**INSTRUCTIONS TO FOLLOW**
Scan the records below for the line with "pub fn snapshot(db: u32, argv: Vec<Bytes>)" and the line with "An entry read". Repeat those two lines and every line between them exactly, and nothing else.

**RECORD EXCERPTS**
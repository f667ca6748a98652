use super::{Command, RedisObject};
use crate::rdb::reader::RdbReader;
use crate::rdb::{intset, kind, listpack, RdbError, RdbResult};
use bytes::Bytes;
use std::io::Read;

#[derive(Debug, Clone, PartialEq)]
pub struct SetObject {
    pub key: Bytes,
    pub members: Vec<Bytes>,
}

impl RedisObject for SetObject {
    fn load<R: Read>(rd: &mut RdbReader<R>, type_byte: u8, key: Bytes) -> RdbResult<Self> {
        let members = match type_byte {
            kind::SET => {
                let n = rd.read_len()?;
                let mut out = Vec::with_capacity(n.min(4096));
                for _ in 0..n {
                    out.push(rd.read_string()?);
                }
                out
            }
            kind::SET_INTSET => intset::decode(&rd.read_string()?)?,
            kind::SET_LISTPACK => listpack::decode(&rd.read_string()?)?,
            other => return Err(RdbError::UnknownType(other)),
        };
        Ok(Self { key, members })
    }

    fn rewrite(&self) -> Vec<Command> {
        self.members
            .iter()
            .map(|m| vec![Bytes::from_static(b"SADD"), self.key.clone(), m.clone()])
            .collect()
    }
}
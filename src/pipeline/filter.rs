//! Allow/block lists applied to every entry.
//!
//! Order of checks:
//!
//! 1. keys: a key passes if it matches an allow prefix/suffix (or both allow
//!    lists are empty) and matches no block prefix/suffix. Every key must
//!    agree; an entry with some keys passing and some not is dropped.
//! 2. database index
//! 3. command name
//! 4. command group

use crate::entry::Entry;
use serde::Deserialize;
use tracing::warn;

#[derive(Debug, Clone, Default, Deserialize, PartialEq, Eq)]
#[serde(default)]
pub struct FilterConfig {
    pub allow_key_prefix: Vec<String>,
    pub allow_key_suffix: Vec<String>,
    pub block_key_prefix: Vec<String>,
    pub block_key_suffix: Vec<String>,
    pub allow_db: Vec<u32>,
    pub block_db: Vec<u32>,
    pub allow_command: Vec<String>,
    pub block_command: Vec<String>,
    pub allow_command_group: Vec<String>,
    pub block_command_group: Vec<String>,
}

/// Result of running an entry through the filter.
#[derive(Debug, Clone, PartialEq, Eq)]
pub enum Verdict {
    Allow,
    Block,
    /// Some keys passed and some did not.
    Inconsistent {
        passed: Vec<String>,
        filtered: Vec<String>,
    },
}

impl Verdict {
    pub fn allowed(&self) -> bool {
        matches!(self, Verdict::Allow)
    }
}

impl FilterConfig {
    /// True when no list is configured.
    pub fn is_empty(&self) -> bool {
        *self == FilterConfig::default()
    }

    fn key_allowed(&self, key: &[u8]) -> bool {
        let allow = (self.allow_key_prefix.is_empty() && self.allow_key_suffix.is_empty())
            || self.allow_key_prefix.iter().any(|p| key.starts_with(p.as_bytes()))
            || self.allow_key_suffix.iter().any(|s| key.ends_with(s.as_bytes()));
        let block = self.block_key_prefix.iter().any(|p| key.starts_with(p.as_bytes()))
            || self.block_key_suffix.iter().any(|s| key.ends_with(s.as_bytes()));
        allow && !block
    }

    pub fn check(&self, e: &Entry) -> Verdict {
        let mut passed = Vec::new();
        let mut filtered = Vec::new();
        for key in &e.keys {
            let text = String::from_utf8_lossy(key).into_owned();
            if self.key_allowed(key) {
                passed.push(text);
            } else {
                filtered.push(text);
            }
        }
        match (passed.is_empty(), filtered.is_empty()) {
            (_, true) => {}
            (true, false) => return Verdict::Block,
            (false, false) => return Verdict::Inconsistent { passed, filtered },
        }

        if !self.allow_db.is_empty() && !self.allow_db.contains(&e.db) {
            return Verdict::Block;
        }
        if self.block_db.contains(&e.db) {
            return Verdict::Block;
        }

        if !self.allow_command.is_empty() && !contains(&self.allow_command, &e.cmd_name) {
            return Verdict::Block;
        }
        if contains(&self.block_command, &e.cmd_name) {
            return Verdict::Block;
        }

        if !self.allow_command_group.is_empty() && !contains(&self.allow_command_group, e.group) {
            return Verdict::Block;
        }
        if contains(&self.block_command_group, e.group) {
            return Verdict::Block;
        }

        Verdict::Allow
    }

    /// Applies [`check`](Self::check), logging inconsistent entries.
    pub fn allows(&self, e: &Entry) -> bool {
        match self.check(e) {
            Verdict::Allow => true,
            Verdict::Block => false,
            Verdict::Inconsistent { passed, filtered } => {
                warn!(
                    entry = %e,
                    passed = ?passed,
                    filtered = ?filtered,
                    "inconsistent filter result, dropping entry"
                );
                false
            }
        }
    }
}

fn contains(list: &[String], name: &str) -> bool {
    list.iter().any(|item| item.eq_ignore_ascii_case(name))
}
//! RESP Protocol Implementation
//!
//! - `types`: the tagged [`RespValue`] reply type and command encoding
//! - `parser`: incremental parser used for master command streams and
//!   target replies
//!
//! ## Example
//!
//! ```
//! use flashsync::protocol::{encode_command, parse_message, RespValue};
//!
//! let wire = encode_command(&["SET", "k", "v"]);
//! let (value, consumed) = parse_message(&wire).unwrap().unwrap();
//! assert_eq!(consumed, wire.len());
//! assert_eq!(value, RespValue::command(["SET", "k", "v"]));
//! ```

pub mod parser;
pub mod types;

pub use parser::{parse_message, ParseError, ParseResult, RespParser};
pub use types::{encode_command, encode_command_into, encoded_len, RespValue};
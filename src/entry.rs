//! The unit of work flowing from a source to the writers.
//!
//! An [`Entry`] is one command to replay. Its name, group, keys and slots
//! are derived from `argv` and are recomputed by [`Entry::set_argv`]
//! whenever the arguments change.

use crate::commands::{calc_keys, key_slot};
use crate::protocol::{encode_command, encoded_len};
use bytes::Bytes;
use std::fmt;

#[derive(Debug, Clone, PartialEq)]
pub struct Entry {
    /// Monotonic sequence id, assigned once by the pipeline.
    pub id: u64,
    pub db: u32,
    pub argv: Vec<Bytes>,
    pub cmd_name: String,
    pub group: &'static str,
    pub keys: Vec<Bytes>,
    pub key_indexes: Vec<usize>,
    pub slots: Vec<u16>,
    /// True for entries decoded from the snapshot.
    pub is_base: bool,
    /// Replication offset just past this command (live entries only).
    pub offset: Option<u64>,
    pub serialized_size: usize,
}

impl Entry {
    /// Builds an entry and derives its metadata. `argv` must not be empty.
    pub fn new(db: u32, argv: Vec<Bytes>) -> Self {
        debug_assert!(!argv.is_empty(), "entry argv must not be empty");
        let mut entry = Entry {
            id: 0,
            db,
            argv: Vec::new(),
            cmd_name: String::new(),
            group: "",
            keys: Vec::new(),
            key_indexes: Vec::new(),
            slots: Vec::new(),
            is_base: false,
            offset: None,
            serialized_size: 0,
        };
        entry.set_argv(argv);
        entry
    }

    /// An entry decoded from the RDB snapshot.
    pub fn snapshot(db: u32, argv: Vec<Bytes>) -> Self {
        let mut entry = Self::new(db, argv);
        entry.is_base = true;
        entry
    }

    /// An entry read from the live stream, ending at `offset`.
    pub fn live(db: u32, argv: Vec<Bytes>, offset: u64) -> Self {
        let mut entry = Self::new(db, argv);
        entry.offset = Some(offset);
        entry
    }

    /// Replaces the arguments and recomputes everything derived from them.
    pub fn set_argv(&mut self, argv: Vec<Bytes>) {
        let (name, group, key_indexes) = calc_keys(&argv);
        self.keys = key_indexes.iter().map(|&i| argv[i].clone()).collect();
        self.slots = self.keys.iter().map(|k| key_slot(k)).collect();
        self.serialized_size = encoded_len(&argv);
        self.cmd_name = name;
        self.group = group;
        self.key_indexes = key_indexes;
        self.argv = argv;
    }

    /// The RESP encoding sent to a target.
    pub fn serialize(&self) -> Vec<u8> {
        encode_command(&self.argv)
    }

    /// The single slot shared by all keys, `Ok(None)` if there are no keys,
    /// `Err(slots)` if they disagree.
    pub fn single_slot(&self) -> Result<Option<u16>, Vec<u16>> {
        let mut iter = self.slots.iter().copied();
        let Some(first) = iter.next() else {
            return Ok(None);
        };
        if iter.all(|s| s == first) {
            Ok(Some(first))
        } else {
            let mut distinct = self.slots.clone();
            distinct.sort_unstable();
            distinct.dedup();
            Err(distinct)
        }
    }
}

impl fmt::Display for Entry {
    fn fmt(&self, f: &mut fmt::Formatter<'_>) -> fmt::Result {
        write!(f, "db={} [", self.db)?;
        for (i, arg) in self.argv.iter().enumerate() {
            if i > 0 {
                write!(f, " ")?;
            }
            if arg.len() > 64 {
                write!(f, "<{} bytes>", arg.len())?;
            } else {
                write!(f, "{}", String::from_utf8_lossy(arg))?;
            }
        }
        write!(f, "]")
    }
}
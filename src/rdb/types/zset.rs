use super::{format_double, Command, RedisObject};
use crate::rdb::reader::RdbReader;
use crate::rdb::{kind, listpack, ziplist, RdbError, RdbResult};
use bytes::Bytes;
use std::io::Read;

/// A sorted set. Scores are kept in their textual ZADD form.
#[derive(Debug, Clone, PartialEq)]
pub struct ZSetObject {
    pub key: Bytes,
    pub members: Vec<(Bytes, Bytes)>,
}

impl RedisObject for ZSetObject {
    fn load<R: Read>(rd: &mut RdbReader<R>, type_byte: u8, key: Bytes) -> RdbResult<Self> {
        let members = match type_byte {
            kind::ZSET | kind::ZSET_2 => {
                let n = rd.read_len()?;
                let mut out = Vec::with_capacity(n.min(4096));
                for _ in 0..n {
                    let member = rd.read_string()?;
                    let score = if type_byte == kind::ZSET_2 {
                        rd.read_double()?
                    } else {
                        rd.read_float()?
                    };
                    out.push((member, format_double(score)));
                }
                out
            }
            kind::ZSET_ZIPLIST => ziplist::decode_pairs(&rd.read_string()?)?,
            kind::ZSET_LISTPACK => listpack::decode_pairs(&rd.read_string()?)?,
            other => return Err(RdbError::UnknownType(other)),
        };
        Ok(Self { key, members })
    }

    fn rewrite(&self) -> Vec<Command> {
        self.members
            .iter()
            .map(|(member, score)| {
                vec![
                    Bytes::from_static(b"ZADD"),
                    self.key.clone(),
                    score.clone(),
                    member.clone(),
                ]
            })
            .collect()
    }
}
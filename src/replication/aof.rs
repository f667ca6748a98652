//! Rotating on-disk buffer for the live replication stream.
//!
//! While the snapshot is being replayed the master keeps streaming commands.
//! They are appended to segments named after the replication offset of
//! their first byte:
//!
//! ```text
//! work_dir/
//!   1000.aof          bytes [1000, 1000 + max)
//!   1073742824.aof    next segment, opened once the previous one is full
//! ```
//!
//! [`AofReader`] follows the writer: at the end of a segment it waits for
//! more data, moves on (deleting the finished segment) when the next one
//! appears, and reports end of stream only after the writer has finished.

use bytes::BytesMut;
use std::io::SeekFrom;
use std::path::{Path, PathBuf};
use std::sync::atomic::{AtomicBool, Ordering};
use std::sync::Arc;
use std::time::Duration;
use tokio::fs::{self, File, OpenOptions};
use tokio::io::{AsyncReadExt, AsyncSeekExt, AsyncWriteExt};
use tracing::{debug, info};

pub const DEFAULT_SEGMENT_SIZE: u64 = 1024 * 1024 * 1024;

const POLL_INTERVAL: Duration = Duration::from_millis(10);

const READ_CHUNK: usize = 64 * 1024;

pub fn segment_path(dir: &Path, offset: u64) -> PathBuf {
    dir.join(format!("{}.aof", offset))
}

/// Start offsets of every segment in `dir`, ascending.
pub async fn list_segments(dir: &Path) -> std::io::Result<Vec<u64>> {
    let mut offsets = Vec::new();
    let mut entries = fs::read_dir(dir).await?;
    while let Some(entry) = entries.next_entry().await? {
        let name = entry.file_name();
        let Some(stem) = name.to_str().and_then(|n| n.strip_suffix(".aof")) else {
            continue;
        };
        if let Ok(offset) = stem.parse() {
            offsets.push(offset);
        }
    }
    offsets.sort_unstable();
    Ok(offsets)
}

/// Removes every segment and snapshot file left by an earlier run.
pub async fn clear_dir(dir: &Path) -> std::io::Result<()> {
    fs::create_dir_all(dir).await?;
    let mut entries = fs::read_dir(dir).await?;
    while let Some(entry) = entries.next_entry().await? {
        let path = entry.path();
        let stale = path
            .extension()
            .and_then(|e| e.to_str())
            .map(|e| e == "aof" || e == "rdb")
            .unwrap_or(false);
        if stale {
            fs::remove_file(&path).await?;
            debug!(path = %path.display(), "removed stale file");
        }
    }
    Ok(())
}

pub struct AofWriter {
    dir: PathBuf,
    file: File,
    path: PathBuf,
    offset: u64,
    segment_size: u64,
    max_size: u64,
    done: Arc<AtomicBool>,
}

impl AofWriter {
    /// Opens the segment starting at `offset`.
    pub async fn create(dir: &Path, offset: u64, max_size: u64) -> std::io::Result<Self> {
        let path = segment_path(dir, offset);
        let file = open_append(&path).await?;
        debug!(path = %path.display(), "opened aof segment for write");
        Ok(Self {
            dir: dir.to_path_buf(),
            file,
            path,
            offset,
            segment_size: 0,
            max_size: max_size.max(1),
            done: Arc::new(AtomicBool::new(false)),
        })
    }

    /// Offset just past the last byte written.
    pub fn offset(&self) -> u64 {
        self.offset
    }

    /// Flag raised once the writer has finished; hand it to the reader.
    pub fn done_flag(&self) -> Arc<AtomicBool> {
        Arc::clone(&self.done)
    }

    pub async fn write(&mut self, buf: &[u8]) -> std::io::Result<()> {
        self.file.write_all(buf).await?;
        self.file.flush().await?;
        self.offset += buf.len() as u64;
        self.segment_size += buf.len() as u64;
        if self.segment_size >= self.max_size {
            self.rotate().await?;
        }
        Ok(())
    }

    async fn rotate(&mut self) -> std::io::Result<()> {
        self.file.sync_data().await?;
        info!(path = %self.path.display(), size = self.segment_size, "aof segment full");
        self.path = segment_path(&self.dir, self.offset);
        self.file = open_append(&self.path).await?;
        self.segment_size = 0;
        debug!(path = %self.path.display(), "opened aof segment for write");
        Ok(())
    }

    /// Syncs the current segment and signals the reader.
    pub async fn finish(mut self) -> std::io::Result<()> {
        let result = async {
            self.file.flush().await?;
            self.file.sync_data().await
        }
        .await;
        self.done.store(true, Ordering::Release);
        result
    }
}

impl Drop for AofWriter {
    fn drop(&mut self) {
        self.done.store(true, Ordering::Release);
    }
}

async fn open_append(path: &Path) -> std::io::Result<File> {
    OpenOptions::new()
        .create(true)
        .append(true)
        .open(path)
        .await
}

pub struct AofReader {
    dir: PathBuf,
    file: File,
    path: PathBuf,
    offset: u64,
    done: Arc<AtomicBool>,
}

impl AofReader {
    /// Opens the segment containing `offset` and seeks to it.
    pub async fn open(dir: &Path, offset: u64, done: Arc<AtomicBool>) -> std::io::Result<Self> {
        let start = list_segments(dir)
            .await?
            .into_iter()
            .filter(|&s| s <= offset)
            .next_back()
            .ok_or_else(|| {
                std::io::Error::new(
                    std::io::ErrorKind::NotFound,
                    format!("no aof segment holds offset {}", offset),
                )
            })?;
        let path = segment_path(dir, start);
        let mut file = File::open(&path).await?;
        file.seek(SeekFrom::Start(offset - start)).await?;
        debug!(path = %path.display(), offset, "opened aof segment for read");
        Ok(Self {
            dir: dir.to_path_buf(),
            file,
            path,
            offset,
            done,
        })
    }

    pub fn offset(&self) -> u64 {
        self.offset
    }

    /// Appends the next bytes to `out`. Returns 0 once the writer has
    /// finished and everything it wrote has been read.
    pub async fn read_chunk(&mut self, out: &mut BytesMut) -> std::io::Result<usize> {
        let mut writer_done = false;
        loop {
            out.reserve(READ_CHUNK);
            let n = self.file.read_buf(out).await?;
            if n > 0 {
                self.offset += n as u64;
                return Ok(n);
            }

            let next = segment_path(&self.dir, self.offset);
            if next != self.path && fs::try_exists(&next).await? {
                let finished = std::mem::replace(&mut self.path, next);
                self.file = File::open(&self.path).await?;
                fs::remove_file(&finished).await?;
                debug!(
                    removed = %finished.display(),
                    path = %self.path.display(),
                    "moved to next aof segment"
                );
                continue;
            }

            // One more read after seeing the flag, to pick up the final write.
            if writer_done {
                return Ok(0);
            }
            writer_done = self.done.load(Ordering::Acquire);
            if !writer_done {
                tokio::time::sleep(POLL_INTERVAL).await;
            }
        }
    }
}

#[cfg(test)]
mod tests {
    use super::*;

    #[tokio::test]
    async fn test_write_and_follow_across_segments() {
        let dir = tempfile::tempdir().unwrap();
        let mut writer = AofWriter::create(dir.path(), 100, 8).await.unwrap();
        let done = writer.done_flag();

        writer.write(b"0123456789").await.unwrap();
        writer.write(b"abc").await.unwrap();
        assert_eq!(writer.offset(), 113);
        assert_eq!(list_segments(dir.path()).await.unwrap(), vec![100, 110]);

        let mut reader = AofReader::open(dir.path(), 100, done).await.unwrap();
        writer.finish().await.unwrap();

        let mut out = BytesMut::new();
        while reader.read_chunk(&mut out).await.unwrap() > 0 {}
        assert_eq!(&out[..], b"0123456789abc");
        assert_eq!(reader.offset(), 113);
        // the fully consumed segment is gone
        assert_eq!(list_segments(dir.path()).await.unwrap(), vec![110]);
    }

    #[tokio::test]
    async fn test_open_mid_segment() {
        let dir = tempfile::tempdir().unwrap();
        let mut writer = AofWriter::create(dir.path(), 0, DEFAULT_SEGMENT_SIZE).await.unwrap();
        writer.write(b"hello world").await.unwrap();
        let done = writer.done_flag();
        writer.finish().await.unwrap();

        let mut reader = AofReader::open(dir.path(), 6, done).await.unwrap();
        let mut out = BytesMut::new();
        while reader.read_chunk(&mut out).await.unwrap() > 0 {}
        assert_eq!(&out[..], b"world");
    }

    #[tokio::test]
    async fn test_reader_waits_for_writer() {
        let dir = tempfile::tempdir().unwrap();
        let mut writer = AofWriter::create(dir.path(), 0, DEFAULT_SEGMENT_SIZE).await.unwrap();
        let mut reader = AofReader::open(dir.path(), 0, writer.done_flag()).await.unwrap();

        let feeder = tokio::spawn(async move {
            tokio::time::sleep(Duration::from_millis(30)).await;
            writer.write(b"late").await.unwrap();
            writer.finish().await.unwrap();
        });

        let mut out = BytesMut::new();
        while reader.read_chunk(&mut out).await.unwrap() > 0 {}
        feeder.await.unwrap();
        assert_eq!(&out[..], b"late");
    }

    #[tokio::test]
    async fn test_missing_segment() {
        let dir = tempfile::tempdir().unwrap();
        let done = Arc::new(AtomicBool::new(true));
        assert!(AofReader::open(dir.path(), 5, done).await.is_err());
    }

    #[tokio::test]
    async fn test_clear_dir_keeps_other_files() {
        let dir = tempfile::tempdir().unwrap();
        fs::write(dir.path().join("1.aof"), b"x").await.unwrap();
        fs::write(dir.path().join("dump.rdb"), b"x").await.unwrap();
        fs::write(dir.path().join("checkpoint"), b"x").await.unwrap();
        clear_dir(dir.path()).await.unwrap();
        assert!(list_segments(dir.path()).await.unwrap().is_empty());
        assert!(fs::try_exists(dir.path().join("checkpoint")).await.unwrap());
        assert!(!fs::try_exists(dir.path().join("dump.rdb")).await.unwrap());
    }
}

**RESULT**
    pub fn snapshot(db: u32, argv: Vec<Bytes>) -> Self {
        let mut entry = Self::new(db, argv);
        entry.is_base = true;
        entry
    }

    /// An entry read from the live stream, ending at `offset`.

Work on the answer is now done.